— Нет, матушка, это не так; надо мне так плакать, вот я и плачу…
А года за четыре до своей смерти (1884), когда слышно стало, какие пакости да беззакония у нас творятся на Руси, она, сердечная, плакала, не скрываясь, и почти не переставала. Глаза даже загноились и заболели у нее от этих слез.
— Эх, Симеон (стала она меня так называть), если ты знала, что творится, весь бы свет заставила плакать, — говорила она.
Что и говорить… Воевать по-своему, по блаженному, воевала, а уж терпелива и смиренна была, удивляться лишь надо. Бывало, таракашку зря ни сама не тронет, ни другим не даст. Не только кого обидеть не могла, но если ей на ногу наступят, раздавят вовсе, то она и не пикнет, поморщится только. Как хочешь ее унижай и поноси, ругай в лицо, — она еще и рада, улыбается. «Я ведь, — говорит, — вовсе без ума, дура». А если кто-нибудь отметит ее прозорливость и назовет святой и праведницей, то она очень растревожится. Не терпела почета, поношение любила больше всего.
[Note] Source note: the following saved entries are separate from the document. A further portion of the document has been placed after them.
//! Record types and the JSON report schema.
//!
//! `ReviewRecord` is the typed row produced by the loader. The result row
//! and `Report` types define the structure of JSON files we write to disk.
//! Schema is versioned to allow future evolution.

use crate::utils::config::{
    COLUMN_CONDITION, COLUMN_DISEASE_CLASS, COLUMN_DRUG, COLUMN_PERFORMANCE, COLUMN_REVIEWS,
    COLUMN_TYPE, COLUMN_WEIGHTED_PERFORMANCE,
};
use serde::{Deserialize, Serialize};
use std::collections::BTreeSet;
use std::fmt;

/// One row of the review dataset
///
/// Every field except `drug` may be missing. A numeric field that could not
/// be parsed is stored as `None` as well.
#[derive(Debug, Clone, PartialEq, Serialize, Deserialize)]
pub struct ReviewRecord {
    pub drug: String,
    pub condition: Option<String>,
    pub disease_class: Option<String>,
    #[serde(rename = "type")]
    pub drug_type: Option<String>,
    pub performance: Option<f64>,
    pub weighted_performance: Option<f64>,
    pub reviews: Option<u64>,
}

impl ReviewRecord {
    /// Value of the selected performance column
    pub fn score(&self, field: PerformanceField) -> Option<f64> {
        match field {
            PerformanceField::Unweighted => self.performance,
            PerformanceField::Weighted => self.weighted_performance,
        }
    }
}

/// Known dataset columns
#[derive(Debug, Clone, Copy, PartialEq, Eq, PartialOrd, Ord, Hash)]
pub enum Column {
    Drug,
    Condition,
    DiseaseClass,
    Type,
    Performance,
    WeightedPerformance,
    Reviews,
}

impl Column {
    pub const ALL: [Column; 7] = [
        Column::Drug,
        Column::Condition,
        Column::DiseaseClass,
        Column::Type,
        Column::Performance,
        Column::WeightedPerformance,
        Column::Reviews,
    ];

    /// Header name as it appears in the CSV
    pub fn name(self) -> &'static str {
        match self {
            Column::Drug => COLUMN_DRUG,
            Column::Condition => COLUMN_CONDITION,
            Column::DiseaseClass => COLUMN_DISEASE_CLASS,
            Column::Type => COLUMN_TYPE,
            Column::Performance => COLUMN_PERFORMANCE,
            Column::WeightedPerformance => COLUMN_WEIGHTED_PERFORMANCE,
            Column::Reviews => COLUMN_REVIEWS,
        }
    }

    /// Match a header cell, ignoring case and surrounding whitespace
    pub fn from_header(header: &str) -> Option<Self> {
        let header = header.trim();
        Self::ALL
            .into_iter()
            .find(|column| column.name().eq_ignore_ascii_case(header))
    }
}

impl fmt::Display for Column {
    fn fmt(&self, f: &mut fmt::Formatter<'_>) -> fmt::Result {
        f.write_str(self.name())
    }
}

/// Which performance column a ranking uses
#[derive(Debug, Clone, Copy, PartialEq, Eq, Default, Serialize, Deserialize)]
#[serde(rename_all = "snake_case")]
pub enum PerformanceField {
    #[default]
    Unweighted,
    Weighted,
}

impl PerformanceField {
    pub fn from_weighted_flag(weighted: bool) -> Self {
        if weighted {
            Self::Weighted
        } else {
            Self::Unweighted
        }
    }

    pub fn column(self) -> Column {
        match self {
            Self::Unweighted => Column::Performance,
            Self::Weighted => Column::WeightedPerformance,
        }
    }
}

/// Aggregated group produced by the ranking operations
#[derive(Debug, Clone, PartialEq, Serialize, Deserialize)]
pub struct AggregateRow {
    pub drug: String,

    /// Present when the grouping key includes the condition
    #[serde(skip_serializing_if = "Option::is_none", default)]
    pub condition: Option<String>,

    /// Mean of the selected performance column
    pub avg_performance: f64,

    /// Sum of reviews across the group
    pub reviews: u64,

    /// Number of records in the group
    pub records: usize,
}

/// Non-aggregated record projection used by the outlier reports
#[derive(Debug, Clone, PartialEq, Serialize, Deserialize)]
pub struct RawRow {
    pub drug: String,
    pub condition: Option<String>,
    pub performance: f64,
    pub reviews: u64,
}

/// Rows returned by one engine operation plus bookkeeping counts
#[derive(Debug, Clone, PartialEq, Serialize, Deserialize)]
pub struct QueryResult<T> {
    pub rows: Vec<T>,

    /// Records that passed the filter
    pub matched: usize,

    /// Records skipped because a needed numeric value was malformed
    pub excluded: usize,
}

impl<T> QueryResult<T> {
    pub fn empty() -> Self {
        Self {
            rows: Vec::new(),
            matched: 0,
            excluded: 0,
        }
    }

    /// Nothing passed the filter
    pub fn is_no_match(&self) -> bool {
        self.matched == 0
    }
}

/// Top-level report structure written to JSON
#[derive(Debug, Clone, Serialize, Deserialize)]
pub struct Report {
    /// Schema version for compatibility checking
    pub version: String,

    /// CSV file the report was computed from
    pub dataset_path: String,

    /// Parameters the sections were computed with
    pub parameters: ReportParameters,

    /// Dataset-level statistics
    pub summary: crate::aggregator::DatasetSummary,

    pub sections: ReportSections,

    /// Timestamp when report was generated
    pub generated_at: String,
}

/// Query parameters echoed into the report
#[derive(Debug, Clone, Serialize, Deserialize)]
pub struct ReportParameters {
    pub disease_class: String,
    pub min_reviews: u64,
    pub performance_field: PerformanceField,

    #[serde(skip_serializing_if = "Option::is_none", default)]
    pub condition_search: Option<String>,

    #[serde(default)]
    pub allowed_types: BTreeSet<String>,

    pub high_performance_threshold: f64,
    pub high_performance_max_reviews: u64,
    pub low_performance_threshold: f64,
    pub low_performance_min_reviews: u64,
}

/// Dashboard sections; a section is None when it was not requested
#[derive(Debug, Clone, Default, Serialize, Deserialize)]
pub struct ReportSections {
    #[serde(skip_serializing_if = "Option::is_none", default)]
    pub top_drugs: Option<QueryResult<AggregateRow>>,

    #[serde(skip_serializing_if = "Option::is_none", default)]
    pub recommendations: Option<QueryResult<AggregateRow>>,

    #[serde(skip_serializing_if = "Option::is_none", default)]
    pub high_performance_low_reviews: Option<QueryResult<RawRow>>,

    #[serde(skip_serializing_if = "Option::is_none", default)]
    pub low_performance_high_reviews: Option<QueryResult<RawRow>>,
}

impl ReportSections {
    /// Number of sections that were computed
    pub fn count(&self) -> usize {
        [
            self.top_drugs.is_some(),
            self.recommendations.is_some(),
            self.high_performance_low_reviews.is_some(),
            self.low_performance_high_reviews.is_some(),
        ]
        .iter()
        .filter(|present| **present)
        .count()
    }
}

#[cfg(test)]
mod tests {
    use super::*;

    #[test]
    fn test_column_from_header() {
        assert_eq!(Column::from_header(" Drug "), Some(Column::Drug));
        assert_eq!(
            Column::from_header("WEIGHTED_PERFORMANCE"),
            Some(Column::WeightedPerformance)
        );
        assert_eq!(Column::from_header("rating"), None);
    }

    #[test]
    fn test_record_score_selects_field() {
        let record = ReviewRecord {
            drug: "A".to_string(),
            condition: None,
            disease_class: None,
            drug_type: None,
            performance: Some(3.0),
            weighted_performance: Some(4.0),
            reviews: Some(1),
        };

        assert_eq!(record.score(PerformanceField::Unweighted), Some(3.0));
        assert_eq!(record.score(PerformanceField::Weighted), Some(4.0));
    }

    #[test]
    fn test_query_result_no_match() {
        let result: QueryResult<RawRow> = QueryResult::empty();
        assert!(result.is_no_match());
        assert!(result.rows.is_empty());
    }
}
Никогда ничего ни у кого Пелагея Ивановна не искала, не просила и не брала. Она была совершеннейшим образцом нестяжательности. Ничего своего у нее не было, кроме двух серебряных столовых ложек, да и те матушке-игуменье отдала.
Нашу матушку-игуменью Марию (в миру Елизавету Алексеевну Ушакову) блаженная очень любила и редкий день не вспоминала о ней. И с портретом ее целый день разговаривать могла. Все «Машенька и Машенька» — другого названия не было. Пелагее Ивановне все было известно: и заботы, и нужды обители, и как начальнице трудно. Все, бывало, о ней вздыхает и охает: «Машеньку-то мне жаль! Бедная Машенька!» Так что если в обители или у матушки неприятности какой должно случиться, то к Пелагее Ивановне моей не подходи! Ничем в ту пору ей не угодишь — ходит расстроенная, растревоженная.
Обитель Пелагея Ивановна очень хранила, называя в ней всех своими дочками. И точно, была она для обители матерью (по слову святого Серафима Саровского. —
Никого и ничем она не отличала: ругал ли ее кто, ласкал ли — для нее все были равны. Не делила она людей на старух и молодых, простых и важных, начальников и не начальников. Всякому говорила она лишь то, что по их, по-блаженному, Сам Господь укажет и кому что необходимо было для душевного спасения: одного ласкает, другого бранит; кому улыбается, от кого отворачивается; с одним плачет, а с другим вздыхает; кого приютит, а кого отгонит; а с иным хоть весь день посидит, слова не скажет, будто и не видит. С раннего утра до поздней ночи, бывало, нет нам покоя, иной раз совсем замотают: кто о солдатстве, кто о пропаже, кто о женитьбе, кто о горе, кто о смерти, кто о болезни и людей, и скота — всяк со своим горем и скорбями, с заботами идут к ней и без нее ни на что не решаются. Сестры тоже к ней летят почтой. Не было отбою.
Любила ли она кого-нибудь особенно, Бог весть, я не заметила. Матушку-игуменью любила. Меня, кажется, тоже любила, но как-то по-своему. Именинница я на Симеона Богоприимца и Анну-пророчицу. Вот поэтому последние годы и звала она меня Симеоном, но всегда по-разному. Как назовет, я по тому и знаю — ласкает ли, за что-либо бранит или сердится. Когда была довольна — «Симеон» да «Симеон-батюшка» скажет, а как сердита — «Семка». А если я, обеспокоенная, начну выговаривать кому-нибудь, она тут же возьмет меня за руку, гладит ее, в глаза так и заглядывает, ласкается: «Ведь ты у меня Симеон Богоприимец, батюшка, ведь он так прямо на ручки Господа и принял; да был хороший, да кроткий такой. И тебе так-то надо».
Забегали к Пелагее Ивановне и другие бывавшие в обители блаженные рабы Божии (все они себя «дурочками» называли). Однажды зашла к ней известная блаженная Паша Саровская — зашла и села молча. Долго смотрела на нее Пелагея Ивановна, а потом и говорит:
— Вот тебе-то хорошо, нет у тебя заботы, как у меня: вон детей сколько!